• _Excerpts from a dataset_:
[Start of Attachment]
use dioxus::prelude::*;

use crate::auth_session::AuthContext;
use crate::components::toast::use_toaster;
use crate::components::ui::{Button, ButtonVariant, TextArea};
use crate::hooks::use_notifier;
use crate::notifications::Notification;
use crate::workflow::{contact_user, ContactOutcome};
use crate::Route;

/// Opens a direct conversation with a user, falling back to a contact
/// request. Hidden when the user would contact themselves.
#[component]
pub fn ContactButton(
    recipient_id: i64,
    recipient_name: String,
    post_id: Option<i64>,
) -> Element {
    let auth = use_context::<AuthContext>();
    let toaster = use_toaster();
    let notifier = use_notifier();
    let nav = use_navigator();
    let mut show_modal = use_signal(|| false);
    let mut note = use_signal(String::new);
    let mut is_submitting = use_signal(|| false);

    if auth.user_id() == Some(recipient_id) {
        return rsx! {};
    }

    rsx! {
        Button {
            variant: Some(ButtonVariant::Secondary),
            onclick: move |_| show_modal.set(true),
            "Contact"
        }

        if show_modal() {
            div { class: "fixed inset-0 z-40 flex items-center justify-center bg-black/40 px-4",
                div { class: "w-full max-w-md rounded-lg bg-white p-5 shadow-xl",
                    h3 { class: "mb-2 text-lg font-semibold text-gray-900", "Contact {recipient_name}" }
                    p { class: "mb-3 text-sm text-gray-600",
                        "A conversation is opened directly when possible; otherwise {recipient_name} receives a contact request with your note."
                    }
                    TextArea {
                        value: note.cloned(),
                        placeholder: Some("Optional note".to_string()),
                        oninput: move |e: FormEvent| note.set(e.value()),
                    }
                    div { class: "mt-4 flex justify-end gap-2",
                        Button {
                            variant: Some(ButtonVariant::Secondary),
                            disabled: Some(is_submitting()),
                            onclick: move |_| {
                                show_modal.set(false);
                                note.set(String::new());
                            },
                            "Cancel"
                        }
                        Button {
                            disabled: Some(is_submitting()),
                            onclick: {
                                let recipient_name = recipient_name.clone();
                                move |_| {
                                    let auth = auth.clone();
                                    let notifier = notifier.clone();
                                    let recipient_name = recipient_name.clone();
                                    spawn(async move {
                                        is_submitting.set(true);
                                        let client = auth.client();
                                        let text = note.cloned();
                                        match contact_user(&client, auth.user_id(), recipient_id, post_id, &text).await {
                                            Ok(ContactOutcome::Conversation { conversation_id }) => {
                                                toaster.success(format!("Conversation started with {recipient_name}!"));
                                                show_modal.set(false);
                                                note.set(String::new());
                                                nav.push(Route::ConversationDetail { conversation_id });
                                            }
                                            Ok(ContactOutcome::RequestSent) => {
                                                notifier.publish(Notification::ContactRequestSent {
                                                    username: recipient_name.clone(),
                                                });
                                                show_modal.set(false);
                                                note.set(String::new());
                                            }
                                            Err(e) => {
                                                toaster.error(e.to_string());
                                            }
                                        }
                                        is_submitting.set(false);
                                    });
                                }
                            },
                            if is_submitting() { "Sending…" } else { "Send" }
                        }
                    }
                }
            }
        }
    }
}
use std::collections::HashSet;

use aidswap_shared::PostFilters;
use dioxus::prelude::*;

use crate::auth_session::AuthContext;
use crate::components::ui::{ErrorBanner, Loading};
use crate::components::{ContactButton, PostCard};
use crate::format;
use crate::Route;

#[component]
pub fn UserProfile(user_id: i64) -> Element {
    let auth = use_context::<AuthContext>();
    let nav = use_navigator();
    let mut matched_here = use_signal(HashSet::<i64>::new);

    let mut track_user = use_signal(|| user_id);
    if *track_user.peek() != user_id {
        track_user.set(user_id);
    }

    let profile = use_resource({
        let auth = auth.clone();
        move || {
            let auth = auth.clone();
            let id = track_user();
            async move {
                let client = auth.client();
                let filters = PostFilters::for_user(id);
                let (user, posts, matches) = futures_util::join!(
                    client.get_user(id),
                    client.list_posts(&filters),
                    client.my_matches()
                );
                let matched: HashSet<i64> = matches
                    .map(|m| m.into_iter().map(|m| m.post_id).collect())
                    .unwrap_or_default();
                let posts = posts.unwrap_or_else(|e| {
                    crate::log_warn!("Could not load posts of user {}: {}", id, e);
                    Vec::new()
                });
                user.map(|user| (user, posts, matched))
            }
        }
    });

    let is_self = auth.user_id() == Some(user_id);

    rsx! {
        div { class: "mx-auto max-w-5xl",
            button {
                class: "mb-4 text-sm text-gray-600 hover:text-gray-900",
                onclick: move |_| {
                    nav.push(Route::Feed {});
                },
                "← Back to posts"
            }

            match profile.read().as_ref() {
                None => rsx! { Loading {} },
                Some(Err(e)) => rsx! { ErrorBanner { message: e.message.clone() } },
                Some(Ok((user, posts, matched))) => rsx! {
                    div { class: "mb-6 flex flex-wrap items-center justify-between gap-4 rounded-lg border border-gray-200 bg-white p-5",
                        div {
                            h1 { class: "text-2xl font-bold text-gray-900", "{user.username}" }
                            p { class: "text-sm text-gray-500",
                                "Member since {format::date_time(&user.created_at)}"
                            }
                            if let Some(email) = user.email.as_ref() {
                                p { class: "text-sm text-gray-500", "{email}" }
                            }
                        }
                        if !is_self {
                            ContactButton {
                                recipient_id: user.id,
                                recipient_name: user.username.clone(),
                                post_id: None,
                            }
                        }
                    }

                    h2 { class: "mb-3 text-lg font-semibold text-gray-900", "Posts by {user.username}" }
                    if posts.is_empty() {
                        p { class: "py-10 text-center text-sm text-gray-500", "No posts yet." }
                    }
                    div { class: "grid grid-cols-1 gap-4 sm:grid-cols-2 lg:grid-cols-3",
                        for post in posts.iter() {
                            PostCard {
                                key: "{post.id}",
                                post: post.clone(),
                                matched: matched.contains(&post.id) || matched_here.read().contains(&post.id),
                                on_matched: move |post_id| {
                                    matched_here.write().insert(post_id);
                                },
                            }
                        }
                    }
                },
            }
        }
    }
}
[End of Attachment]
• _Problem to work on_: All lines in the records above that contain "format" are to be reported.

• _Answer section_:
                                                toaster.success(format!("Conversation started with {recipient_name}!"));
use crate::format;
                                "Member since {format::date_time(&user.created_at)}"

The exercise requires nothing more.